Work task:
Search the records below for the word "FnMut", then return every line where it appears.

Data for this exercise:

*** Block opens ***

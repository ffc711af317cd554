//! Browser glue: the `requestAnimationFrame` loop and DOM helpers

use std::cell::{Cell, RefCell};
use std::rc::{Rc, Weak};

use wasm_bindgen::JsCast;
use wasm_bindgen::convert::FromWasmAbi;
use wasm_bindgen::prelude::*;
use web_sys::{Document, Element, Window};

pub fn window() -> Result<Window, JsValue> {
    web_sys::window().ok_or_else(|| JsValue::from_str("no window"))
}

pub fn document() -> Result<Document, JsValue> {
    window()?
        .document()
        .ok_or_else(|| JsValue::from_str("no document"))
}

/// First element found among `ids`
pub fn element_by_ids(document: &Document, ids: &[&str]) -> Option<Element> {
    ids.iter().find_map(|id| document.get_element_by_id(id))
}

/// Toggle the `hidden` class
pub fn set_hidden(el: &Element, hidden: bool) {
    let classes = el.class_list();
    let result = if hidden {
        classes.add_1("hidden")
    } else {
        classes.remove_1("hidden")
    };
    if let Err(e) = result {
        log::warn!("class toggle failed: {:?}", e);
    }
}

/// Attach a listener for the page's lifetime
pub fn listen<E, F>(target: &web_sys::EventTarget, event: &str, handler: F) -> Result<(), JsValue>
where
    E: FromWasmAbi + 'static,
    F: FnMut(E) + 'static,
{
    let closure = Closure::<dyn FnMut(E)>::new(handler);
    target.add_event_listener_with_callback(event, closure.as_ref().unchecked_ref())?;
    closure.forget();
    Ok(())
}

/// A cancellable `requestAnimationFrame` loop.
///
/// At most one frame is pending at a time. The frame callback returns
/// whether it wants another frame; `cancel` drops the pending one.
pub struct AnimationLoop {
    pending: Cell<Option<i32>>,
    callback: RefCell<Option<Closure<dyn FnMut(f64)>>>,
}

impl AnimationLoop {
    pub fn new(mut on_frame: impl FnMut(f64) -> bool + 'static) -> Rc<Self> {
        let this = Rc::new(Self {
            pending: Cell::new(None),
            callback: RefCell::new(None),
        });

        let weak: Weak<Self> = Rc::downgrade(&this);
        let closure = Closure::<dyn FnMut(f64)>::new(move |time: f64| {
            let Some(this) = weak.upgrade() else { return };
            this.pending.set(None);
            if on_frame(time) {
                if let Err(e) = this.request() {
                    log::error!("requestAnimationFrame failed: {:?}", e);
                }
            }
        });
        *this.callback.borrow_mut() = Some(closure);
        this
    }

    /// Schedule the next frame unless one is already pending
    pub fn request(&self) -> Result<(), JsValue> {
        if self.pending.get().is_some() {
            return Ok(());
        }
        let callback = self.callback.borrow();
        let Some(callback) = callback.as_ref() else {
            return Ok(());
        };
        let id = window()?.request_animation_frame(callback.as_ref().unchecked_ref())?;
        self.pending.set(Some(id));
        Ok(())
    }

    /// Drop the pending frame, if any
    pub fn cancel(&self) {
        if let Some(id) = self.pending.take()
            && let Ok(window) = window()
        {
            let _ = window.cancel_animation_frame(id);
        }
    }
}

impl Drop for AnimationLoop {
    fn drop(&mut self) {
        self.cancel();
    }
}
//! Notifications from the game to whoever embeds it

use crate::game::RunSummary;

/// Receives lifecycle and score notifications. Every method has a no-op
/// default so hosts implement only what they care about. Implementations
/// must return quickly: they run inside the frame callback.
pub trait GameNotifier {
    /// A run started
    fn on_game_start(&mut self) {}

    /// Score changed. Called every running tick and once more at game over.
    fn on_score_update(&mut self, _score: u64, _best: u64) {}

    /// The crash sequence finished; called exactly once per run
    fn on_game_over(&mut self, _summary: &RunSummary) {}

    /// The player asked to share their last result
    fn on_share_requested(&mut self, _summary: &RunSummary) {}

    /// The player asked for the leaderboard
    fn on_leaderboard_requested(&mut self) {}
}

/// Ignores everything (plain web page, native build)
#[derive(Debug, Clone, Copy, Default)]
pub struct NoopNotifier;

impl GameNotifier for NoopNotifier {}
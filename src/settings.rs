//! Player preferences
//!
//! Persisted separately from the best score in LocalStorage.

use serde::{Deserialize, Serialize};

use crate::sim::particles::MAX_PARTICLES;

/// How display frames map to simulation ticks
#[derive(Debug, Clone, Copy, PartialEq, Eq, Serialize, Deserialize, Default)]
#[serde(rename_all = "snake_case")]
pub enum Timestep {
    /// Fixed 60 Hz accumulator, same pace on every display
    #[default]
    Fixed,
    /// One tick per animation frame (faster on high refresh displays)
    PerFrame,
}

/// Player preferences
#[derive(Debug, Clone, PartialEq, Serialize, Deserialize)]
#[serde(default)]
pub struct Settings {
    pub timestep: Timestep,

    // === Audio ===
    /// Sound effects on/off. Off until the player opts in.
    pub sound: bool,
    /// Master volume (0.0 - 1.0)
    pub master_volume: f32,

    // === Effects ===
    /// Dust bursts on jump and landing
    pub particles: bool,
    /// Live particle cap when particles are on
    pub max_particles: usize,
}

impl Default for Settings {
    fn default() -> Self {
        Self {
            timestep: Timestep::Fixed,
            sound: false,
            master_volume: 0.8,
            particles: true,
            max_particles: MAX_PARTICLES,
        }
    }
}

impl Settings {
    /// Effective particle count cap
    pub fn particle_cap(&self) -> usize {
        if !self.particles {
            0
        } else {
            self.max_particles.min(MAX_PARTICLES)
        }
    }

    /// Volume actually sent to the mixer
    pub fn effective_volume(&self) -> f32 {
        if self.sound {
            self.master_volume.clamp(0.0, 1.0)
        } else {
            0.0
        }
    }

    /// LocalStorage key (used only in wasm32)
    #[allow(dead_code)]
    const STORAGE_KEY: &'static str = "dog_skate_settings";

    /// Load settings from LocalStorage (WASM only)
    #[cfg(target_arch = "wasm32")]
    pub fn load() -> Self {
        let storage = web_sys::window()
            .and_then(|w| w.local_storage().ok())
            .flatten();

        if let Some(storage) = storage
            && let Ok(Some(json)) = storage.get_item(Self::STORAGE_KEY)
        {
            match serde_json::from_str(&json) {
                Ok(settings) => {
                    log::info!("Loaded settings from LocalStorage");
                    return settings;
                }
                Err(e) => log::warn!("Ignoring unreadable settings: {}", e),
            }
        }

        log::info!("Using default settings");
        Self::default()
    }

    /// Save settings to LocalStorage (WASM only)
    #[cfg(target_arch = "wasm32")]
    pub fn save(&self) {
        let storage = web_sys::window()
            .and_then(|w| w.local_storage().ok())
            .flatten();

        if let Some(storage) = storage
            && let Ok(json) = serde_json::to_string(self)
        {
            if storage.set_item(Self::STORAGE_KEY, &json).is_err() {
                log::warn!("Failed to save settings");
            } else {
                log::info!("Settings saved");
            }
        }
    }

    /// Native stubs
    #[cfg(not(target_arch = "wasm32"))]
    pub fn load() -> Self {
        Self::default()
    }

    #[cfg(not(target_arch = "wasm32"))]
    pub fn save(&self) {
        // No-op for native
    }
}
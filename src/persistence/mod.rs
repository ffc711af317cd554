//! Best-score persistence
//!
//! The game only needs one number to survive reloads. It reaches storage
//! through the `BestScoreStore` capability:
//! - `MemoryStore` for tests and the native build
//! - `LocalStorageStore` on the web (key `dogSkateHighScore`)
//!
//! Storage failures never reach the game: a missing or corrupt value loads as 0.

use std::cell::Cell;
use std::rc::Rc;

/// LocalStorage key shared with earlier builds of the game
pub const BEST_SCORE_KEY: &str = "dogSkateHighScore";

/// Where the best score lives between sessions
pub trait BestScoreStore {
    /// Stored best, 0 when nothing usable is stored
    fn load(&self) -> u64;
    fn save(&mut self, best: u64);
}

/// In-memory store. Clones share the same slot so tests can inspect
/// what the game saved.
#[derive(Debug, Clone, Default)]
pub struct MemoryStore {
    slot: Rc<Cell<u64>>,
}

impl MemoryStore {
    pub fn new() -> Self {
        Self::default()
    }

    pub fn with_best(best: u64) -> Self {
        Self {
            slot: Rc::new(Cell::new(best)),
        }
    }

    pub fn get(&self) -> u64 {
        self.slot.get()
    }
}

impl BestScoreStore for MemoryStore {
    fn load(&self) -> u64 {
        self.slot.get()
    }

    fn save(&mut self, best: u64) {
        self.slot.set(best);
    }
}

/// Parse a stored best score. Older builds stored the number as a string
/// and sometimes as a float.
pub fn parse_best_score(raw: &str) -> Option<u64> {
    let raw = raw.trim();
    if let Ok(n) = raw.parse::<u64>() {
        return Some(n);
    }
    match raw.parse::<f64>() {
        Ok(f) if f.is_finite() && f >= 0.0 => Some(f as u64),
        _ => None,
    }
}

/// Browser LocalStorage
#[cfg(target_arch = "wasm32")]
#[derive(Debug, Clone, Copy, Default)]
pub struct LocalStorageStore;

#[cfg(target_arch = "wasm32")]
impl LocalStorageStore {
    fn storage() -> Option<web_sys::Storage> {
        web_sys::window()?.local_storage().ok()?
    }
}

#[cfg(target_arch = "wasm32")]
impl BestScoreStore for LocalStorageStore {
    fn load(&self) -> u64 {
        let Some(storage) = Self::storage() else {
            log::warn!("LocalStorage unavailable, best score starts at 0");
            return 0;
        };

        match storage.get_item(BEST_SCORE_KEY) {
            Ok(Some(raw)) => match parse_best_score(&raw) {
                Some(best) => {
                    log::info!("Loaded best score {}", best);
                    best
                }
                None => {
                    log::warn!("Ignoring corrupt best score {:?}", raw);
                    0
                }
            },
            _ => 0,
        }
    }

    fn save(&mut self, best: u64) {
        let saved = Self::storage()
            .map(|s| s.set_item(BEST_SCORE_KEY, &best.to_string()).is_ok())
            .unwrap_or(false);
        if saved {
            log::info!("Best score saved: {}", best);
        } else {
            log::warn!("Failed to save best score");
        }
    }
}

#[cfg(test)]
mod tests {
    use super::*;

    #[test]
    fn test_memory_store_clones_share_slot() {
        let observer = MemoryStore::with_best(300);
        let mut store: Box<dyn BestScoreStore> = Box::new(observer.clone());
        assert_eq!(store.load(), 300);

        store.save(500);
        assert_eq!(observer.get(), 500);
    }

    #[test]
    fn test_parse_plain_integer() {
        assert_eq!(parse_best_score("1234"), Some(1234));
        assert_eq!(parse_best_score(" 42\n"), Some(42));
    }

    #[test]
    fn test_parse_float_truncates() {
        assert_eq!(parse_best_score("99.7"), Some(99));
    }

    #[test]
    fn test_parse_rejects_garbage() {
        assert_eq!(parse_best_score(""), None);
        assert_eq!(parse_best_score("lots"), None);
        assert_eq!(parse_best_score("-5"), None);
        assert_eq!(parse_best_score("NaN"), None);
    }
}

*** Block closes ***

Exercise solution:
    F: FnMut(E) + 'static,
    let closure = Closure::<dyn FnMut(E)>::new(handler);
    callback: RefCell<Option<Closure<dyn FnMut(f64)>>>,
    pub fn new(mut on_frame: impl FnMut(f64) -> bool + 'static) -> Rc<Self> {
        let closure = Closure::<dyn FnMut(f64)>::new(move |time: f64| {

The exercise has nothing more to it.